Formycin B influx studies have shown that P388 and L1210 mouse
leukemia cells, mouse L929 cells, mouse RAW 309 Cr.1 cells, LK35.2 mouse B-cell hybridoma cells and cultured mouse peritoneal macrophages express both Na(+)-dependent, active and nonconcentrative, facilitated
nucleoside transport systems. In the mouse cell lines, active transport represented only a minor
nucleoside transport component and was detected only by measuring
formycin B uptake in the presence of
dipyridamole or nitrobenzylthioinosine, strong inhibitors of facilitated, but not of active,
nucleoside transport.

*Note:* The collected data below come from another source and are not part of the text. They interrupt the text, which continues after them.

impl From<AppError> for Custom<Json<ErrorResponse>> {
    fn from(err: AppError) -> Self {
        err.log_and_record("API error response");
        let status = err.status_code();

        let (kind, percentage) = match &err {
            AppError::NotFound(_) => ("not_found", None),
            AppError::AccessDenied(_) => ("access_denied", None),
            AppError::NotEligible { percentage } => ("not_eligible", Some(*percentage)),
            AppError::Validation(_) => ("validation", None),
            AppError::Database(_) | AppError::Internal(_) => ("internal", None),
        };

        Custom(
            status,
            Json(ErrorResponse {
                error: kind.to_string(),
                message: err.to_string(),
                percentage,
            }),
        )
    }
}

#[derive(Serialize, Deserialize)]
#[serde(rename_all = "camelCase")]
pub struct LessonResponse {
    pub id: i64,
    pub position: i64,
    pub title: String,
    pub content_ref: String,
    pub duration: i64,
}

impl From<Lesson> for LessonResponse {
    fn from(lesson: Lesson) -> Self {
        Self {
            id: lesson.id,
            position: lesson.position,
            title: lesson.title,
            content_ref: lesson.content_ref,
            duration: lesson.duration,
        }
    }
}

#[derive(Serialize, Deserialize)]
#[serde(rename_all = "camelCase")]
pub struct ModuleResponse {
    pub id: i64,
    pub position: i64,
    pub title: String,
    pub lessons: Vec<LessonResponse>,
}

impl From<Module> for ModuleResponse {
    fn from(module: Module) -> Self {
        Self {
            id: module.id,
            position: module.position,
            title: module.title,
            lessons: module.lessons.into_iter().map(LessonResponse::from).collect(),
        }
    }
}
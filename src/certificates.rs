use crate::error::AppError;
use crate::models::{Certificate, DbCertificate, DbCourse};
use crate::progress::get_course_progress;
use chrono::{DateTime, Utc};
use serde::Serialize;
use sqlx::{Pool, Sqlite};
use tracing::{info, instrument};
use uuid::Uuid;

/// Public verification payload. Deliberately minimal: enough to confirm
/// authenticity, nothing that identifies the account (no email, no user id).
#[derive(Serialize, Clone)]
pub struct CertificateVerification {
    pub course_title: String,
    pub student_name: String,
    pub completion_date: DateTime<Utc>,
}

/// Derived completion state for a (user, course) pair. `Unlocked` is
/// recomputed from progress on every evaluation, never stored.
#[derive(Debug, Clone, Copy, PartialEq, Eq)]
pub enum CompletionState {
    Locked,
    Unlocked,
    Issued,
}

impl CompletionState {
    pub fn as_str(&self) -> &'static str {
        match self {
            CompletionState::Locked => "locked",
            CompletionState::Unlocked => "unlocked",
            CompletionState::Issued => "issued",
        }
    }
}

#[instrument(skip(pool))]
pub async fn completion_state(
    pool: &Pool<Sqlite>,
    user_id: i64,
    course_id: i64,
) -> Result<CompletionState, AppError> {
    if find_certificate(pool, user_id, course_id).await?.is_some() {
        return Ok(CompletionState::Issued);
    }

    let progress = get_course_progress(pool, user_id, course_id).await?;
    if progress.total_count > 0 && progress.completed_count == progress.total_count {
        Ok(CompletionState::Unlocked)
    } else {
        Ok(CompletionState::Locked)
    }
}

/// Issues the certificate for a completed course. Progress is recomputed at
/// call time; stale client state is never trusted. Idempotent: an existing
/// (user, course) certificate is returned as-is, and a unique-constraint race
/// between concurrent calls is resolved by re-reading the winner's row.
#[instrument(skip(pool, public_url, student_name))]
pub async fn generate_certificate(
    pool: &Pool<Sqlite>,
    public_url: &str,
    user_id: i64,
    student_name: &str,
    course_id: i64,
) -> Result<Certificate, AppError> {
    info!("Generating certificate");

    if let Some(existing) = find_certificate(pool, user_id, course_id).await? {
        info!("Certificate already issued, returning existing record");
        return Ok(existing);
    }

    let course = sqlx::query_as::<_, DbCourse>("SELECT * FROM courses WHERE id = ?")
        .bind(course_id)
        .fetch_optional(pool)
        .await?
        .ok_or_else(|| AppError::NotFound(format!("Course with id {} not found", course_id)))?;

    let progress = get_course_progress(pool, user_id, course_id).await?;
    if progress.total_count == 0 || progress.completed_count < progress.total_count {
        return Err(AppError::NotEligible {
            percentage: progress.percentage,
        });
    }

    let certificate_id = Uuid::new_v4().to_string();
    let verification_url = format!(
        "{}/verify/{}",
        public_url.trim_end_matches('/'),
        certificate_id
    );
    let completion_date = Utc::now().naive_utc();
    let course_title = course.title.unwrap_or_default();

    let result = sqlx::query(
        "INSERT INTO certificates
         (certificate_id, user_id, course_id, student_name, course_title, completion_date, verification_url)
         VALUES (?, ?, ?, ?, ?, ?, ?)
         ON CONFLICT (user_id, course_id) DO NOTHING",
    )
    .bind(&certificate_id)
    .bind(user_id)
    .bind(course_id)
    .bind(student_name)
    .bind(&course_title)
    .bind(completion_date)
    .bind(&verification_url)
    .execute(pool)
    .await?;

    if result.rows_affected() == 0 {
        // Someone else just issued it; their row is the canonical one.
        info!("Certificate insert raced, returning existing record");
    }

    match find_certificate(pool, user_id, course_id).await? {
        Some(certificate) => Ok(certificate),
        _ => Err(AppError::Internal(format!(
            "Certificate for user {} in course {} missing after insert",
            user_id, course_id
        ))),
    }
}

#[instrument(skip(pool))]
pub async fn find_certificate(
    pool: &Pool<Sqlite>,
    user_id: i64,
    course_id: i64,
) -> Result<Option<Certificate>, AppError> {
    let row = sqlx::query_as::<_, DbCertificate>(
        "SELECT * FROM certificates WHERE user_id = ? AND course_id = ?",
    )
    .bind(user_id)
    .bind(course_id)
    .fetch_optional(pool)
    .await?;

    Ok(row.map(Certificate::from))
}

/// Public, unauthenticated verification lookup by the unguessable
/// certificate id. Reads only the denormalized certificate row, so it works
/// regardless of later course lifecycle changes.
#[instrument(skip(pool))]
pub async fn verify_certificate(
    pool: &Pool<Sqlite>,
    certificate_id: &str,
) -> Result<CertificateVerification, AppError> {
    info!("Verifying certificate");

    let row = sqlx::query_as::<_, DbCertificate>(
        "SELECT * FROM certificates WHERE certificate_id = ?",
    )
    .bind(certificate_id)
    .fetch_optional(pool)
    .await?;

    match row {
        Some(row) => {
            let certificate = Certificate::from(row);
            Ok(CertificateVerification {
                course_title: certificate.course_title,
                student_name: certificate.student_name,
                completion_date: certificate.completion_date,
            })
        }
        _ => Err(AppError::NotFound(format!(
            "Certificate {} not found",
            certificate_id
        ))),
    }
}
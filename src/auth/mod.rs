pub mod authentication;
pub mod permissions;
pub mod user;

pub use authentication::*;
pub use permissions::*;
pub use user::*;
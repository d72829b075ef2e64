use crate::catalog::{count_course_lessons, get_lesson_course_id};
use crate::enrollment::{is_enrolled, list_enrollments};
use crate::error::AppError;
use crate::models::{DbCourse, DbLessonProgress, LessonProgress};
use chrono::Utc;
use serde::Serialize;
use sqlx::{Pool, Sqlite};
use tracing::{info, instrument};

#[derive(Serialize, Clone, Debug, PartialEq)]
pub struct CourseProgress {
    pub completed_count: i64,
    pub total_count: i64,
    pub percentage: i64,
}

#[derive(Serialize, Clone)]
pub struct EnrolledCourseProgress {
    pub course_id: i64,
    pub course_title: String,
    pub completed_count: i64,
    pub total_count: i64,
    pub percentage: i64,
}

#[derive(Serialize, Clone)]
pub struct OverallProgress {
    pub courses: Vec<EnrolledCourseProgress>,
    pub completed_count: i64,
    pub total_count: i64,
    pub percentage: i64,
}

/// Rounded completion percentage. A course with no lessons is never "in
/// progress", so an empty total is 0, not 100.
pub fn percentage(completed: i64, total: i64) -> i64 {
    if total == 0 {
        return 0;
    }
    ((completed as f64 / total as f64) * 100.0).round() as i64
}

/// Records a lesson as completed for a user. Upsert semantics: one row per
/// (user, lesson), `completed_at` is set on the first transition only and
/// never refreshed, so repeated calls are no-ops returning the existing row.
/// `bypass_gate` is the admin capability from the auth collaborator.
#[instrument(skip(pool))]
pub async fn mark_lesson_complete(
    pool: &Pool<Sqlite>,
    user_id: i64,
    lesson_id: i64,
    bypass_gate: bool,
) -> Result<LessonProgress, AppError> {
    info!("Marking lesson complete");

    let course_id = get_lesson_course_id(pool, lesson_id).await?;

    if !bypass_gate && !is_enrolled(pool, user_id, course_id).await? {
        return Err(AppError::AccessDenied(format!(
            "User {} is not enrolled in course {}",
            user_id, course_id
        )));
    }

    let now = Utc::now().naive_utc();
    sqlx::query(
        "INSERT INTO lesson_progress (user_id, lesson_id, completed, completed_at)
         VALUES (?, ?, 1, ?)
         ON CONFLICT (user_id, lesson_id)
         DO UPDATE SET completed = 1,
                       completed_at = COALESCE(lesson_progress.completed_at, excluded.completed_at)",
    )
    .bind(user_id)
    .bind(lesson_id)
    .bind(now)
    .execute(pool)
    .await?;

    let row = sqlx::query_as::<_, DbLessonProgress>(
        "SELECT * FROM lesson_progress WHERE user_id = ? AND lesson_id = ?",
    )
    .bind(user_id)
    .bind(lesson_id)
    .fetch_one(pool)
    .await?;

    Ok(LessonProgress::from(row))
}

/// Completed/total/percentage for one course, computed against the current
/// catalog on every read. Lessons added after a user reached 100% lower the
/// percentage on the next call.
#[instrument(skip(pool))]
pub async fn get_course_progress(
    pool: &Pool<Sqlite>,
    user_id: i64,
    course_id: i64,
) -> Result<CourseProgress, AppError> {
    let course_exists = sqlx::query_scalar::<_, i64>("SELECT id FROM courses WHERE id = ?")
        .bind(course_id)
        .fetch_optional(pool)
        .await?;

    if course_exists.is_none() {
        return Err(AppError::NotFound(format!(
            "Course with id {} not found",
            course_id
        )));
    }

    let total_count = count_course_lessons(pool, course_id).await?;
    let completed_count = count_completed_lessons(pool, user_id, course_id).await?;

    Ok(CourseProgress {
        completed_count,
        total_count,
        percentage: percentage(completed_count, total_count),
    })
}

#[instrument(skip(pool))]
pub async fn get_overall_progress(
    pool: &Pool<Sqlite>,
    user_id: i64,
) -> Result<OverallProgress, AppError> {
    info!("Computing overall progress");

    let enrollments = list_enrollments(pool, user_id).await?;

    let mut courses = Vec::with_capacity(enrollments.len());
    let mut completed_sum = 0;
    let mut total_sum = 0;

    for enrollment in enrollments {
        let title = sqlx::query_as::<_, DbCourse>("SELECT * FROM courses WHERE id = ?")
            .bind(enrollment.course_id)
            .fetch_optional(pool)
            .await?
            .and_then(|c| c.title)
            .unwrap_or_default();

        let total_count = count_course_lessons(pool, enrollment.course_id).await?;
        let completed_count =
            count_completed_lessons(pool, user_id, enrollment.course_id).await?;

        completed_sum += completed_count;
        total_sum += total_count;

        courses.push(EnrolledCourseProgress {
            course_id: enrollment.course_id,
            course_title: title,
            completed_count,
            total_count,
            percentage: percentage(completed_count, total_count),
        });
    }

    Ok(OverallProgress {
        courses,
        completed_count: completed_sum,
        total_count: total_sum,
        percentage: percentage(completed_sum, total_sum),
    })
}

async fn count_completed_lessons(
    pool: &Pool<Sqlite>,
    user_id: i64,
    course_id: i64,
) -> Result<i64, AppError> {
    // Joined to the live catalog so progress on since-removed lessons does
    // not count and completed can never exceed total.
    let count = sqlx::query_scalar::<_, i64>(
        "SELECT COUNT(*) FROM lesson_progress lp
         JOIN lessons l ON l.id = lp.lesson_id
         JOIN modules m ON m.id = l.module_id
         WHERE lp.user_id = ? AND m.course_id = ? AND lp.completed = 1",
    )
    .bind(user_id)
    .bind(course_id)
    .fetch_one(pool)
    .await?;

    Ok(count)
}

Inhibition of facilitated transport resulted in the concentrative accumulation of
formycin B in cells expressing active
nucleoside transport. Concentrative
formycin B accumulation was abolished by treatment of the cells with
gramicidin or absence of Na+ in the extracellular medium and strongly inhibited by
ATP depletion or
ouabain treatment. Mouse macrophages accumulated
formycin B to 70-times the extracellular concentration in the absence of
dipyridamole during 90 min of incubation at 37 degrees C. Thus active transport represents a major
nucleoside transport system of these cells, similarly as previously reported for mouse spleen lymphocytes. In contrast to the various types of mouse cells, active
formycin B transport was not detected in human HeLa cells, human H9, Jurkat and CEM T lymphoidal cells and pig spleen lymphocytes. These cells expressed only facilitated
nucleoside transport with kinetic properties similar to those of the facilitated transporters of other mammalian cells.